DATASET ENTRIES >>

pub mod client;
pub mod command;
pub mod config;
pub mod content;
pub mod model;
pub mod render;
pub mod sanitize;
pub mod service;
pub mod session;
pub mod store;
pub mod util;
pub mod validation;

use crate::client::handle_connection;
use crate::config::Flags;
use crate::service::{ConnId, NoteService, ServiceClient};
use crate::store::NoteStore;
use crate::util::Counter;
use color_eyre::eyre::{eyre, WrapErr};
use color_eyre::Report;
use log::*;
use std::net::{SocketAddr, ToSocketAddrs};
use structopt::StructOpt;
use tokio::net::{TcpListener, TcpStream};
use tokio::sync::{mpsc, oneshot};

async fn accept_connection(sc: ServiceClient, id: ConnId, peer: SocketAddr, stream: TcpStream) {
    if let Err(e) = handle_connection(sc, id, peer, stream).await {
        error!("Error processing connection {}: {}", id, e);
    }
}

#[tokio::main]
async fn main() -> Result<(), Report> {
    color_eyre::install()?;
    if std::env::var(env_logger::DEFAULT_FILTER_ENV).is_err() {
        std::env::set_var(
            env_logger::DEFAULT_FILTER_ENV,
            #[cfg(debug_assertions)]
            "warn,quillpad_server=trace",
            #[cfg(not(debug_assertions))]
            "warn,quillpad_server=info",
        );
    }
    env_logger::init();

    let flags = Flags::from_args();
    let cfg = flags.load_cfg().await?;

    let addr = cfg
        .addr
        .as_str()
        .to_socket_addrs()
        .wrap_err("Invalid bind address")?
        .next()
        .ok_or_else(|| eyre!("Bind address resolved to nothing"))?;

    let store = NoteStore::open(cfg.notes_dir).await?;

    let (req_tx, req_rx) = mpsc::channel(100);
    let (ter_tx, ter_rx) = oneshot::channel::<()>();

    tokio::spawn(NoteService::new(req_rx, ter_rx, store, cfg.sessions).run());
    tokio::spawn(async move {
        if tokio::signal::ctrl_c().await.is_ok() {
            if ter_tx.send(()).is_err() {
                error!("Note service already gone");
            }
        }
    });

    let listener = TcpListener::bind(&addr).await.wrap_err("Can't listen")?;
    info!("Listening on: {}", addr);

    let mut next_conn = Counter::<ConnId>::default();
    while let Ok((stream, peer)) = listener.accept().await {
        let id = next_conn.next();
        let sc = ServiceClient::from(req_tx.clone());
        tokio::spawn(accept_connection(sc, id, peer, stream));
    }

    Ok(())
}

TRY IT >>
All the lines above must be output exactly, with none omitted.

OUTPUT FOR THIS EXERCISE >>
pub mod client;
pub mod command;
pub mod config;
pub mod content;
pub mod model;
pub mod render;
pub mod sanitize;
pub mod service;
pub mod session;
pub mod store;
pub mod util;
pub mod validation;

use crate::client::handle_connection;
use crate::config::Flags;
use crate::service::{ConnId, NoteService, ServiceClient};
use crate::store::NoteStore;
use crate::util::Counter;
use color_eyre::eyre::{eyre, WrapErr};
use color_eyre::Report;
use log::*;
use std::net::{SocketAddr, ToSocketAddrs};
use structopt::StructOpt;
use tokio::net::{TcpListener, TcpStream};
use tokio::sync::{mpsc, oneshot};

async fn accept_connection(sc: ServiceClient, id: ConnId, peer: SocketAddr, stream: TcpStream) {
    if let Err(e) = handle_connection(sc, id, peer, stream).await {
        error!("Error processing connection {}: {}", id, e);
    }
}

#[tokio::main]
async fn main() -> Result<(), Report> {
    color_eyre::install()?;
    if std::env::var(env_logger::DEFAULT_FILTER_ENV).is_err() {
        std::env::set_var(
            env_logger::DEFAULT_FILTER_ENV,
            #[cfg(debug_assertions)]
            "warn,quillpad_server=trace",
            #[cfg(not(debug_assertions))]
            "warn,quillpad_server=info",
        );
    }
    env_logger::init();

    let flags = Flags::from_args();
    let cfg = flags.load_cfg().await?;

    let addr = cfg
        .addr
        .as_str()
        .to_socket_addrs()
        .wrap_err("Invalid bind address")?
        .next()
        .ok_or_else(|| eyre!("Bind address resolved to nothing"))?;

    let store = NoteStore::open(cfg.notes_dir).await?;

    let (req_tx, req_rx) = mpsc::channel(100);
    let (ter_tx, ter_rx) = oneshot::channel::<()>();

    tokio::spawn(NoteService::new(req_rx, ter_rx, store, cfg.sessions).run());
    tokio::spawn(async move {
        if tokio::signal::ctrl_c().await.is_ok() {
            if ter_tx.send(()).is_err() {
                error!("Note service already gone");
            }
        }
    });

    let listener = TcpListener::bind(&addr).await.wrap_err("Can't listen")?;
    info!("Listening on: {}", addr);

    let mut next_conn = Counter::<ConnId>::default();
    while let Ok((stream, peer)) = listener.accept().await {
        let id = next_conn.next();
        let sc = ServiceClient::from(req_tx.clone());
        tokio::spawn(accept_connection(sc, id, peer, stream));
    }

    Ok(())
}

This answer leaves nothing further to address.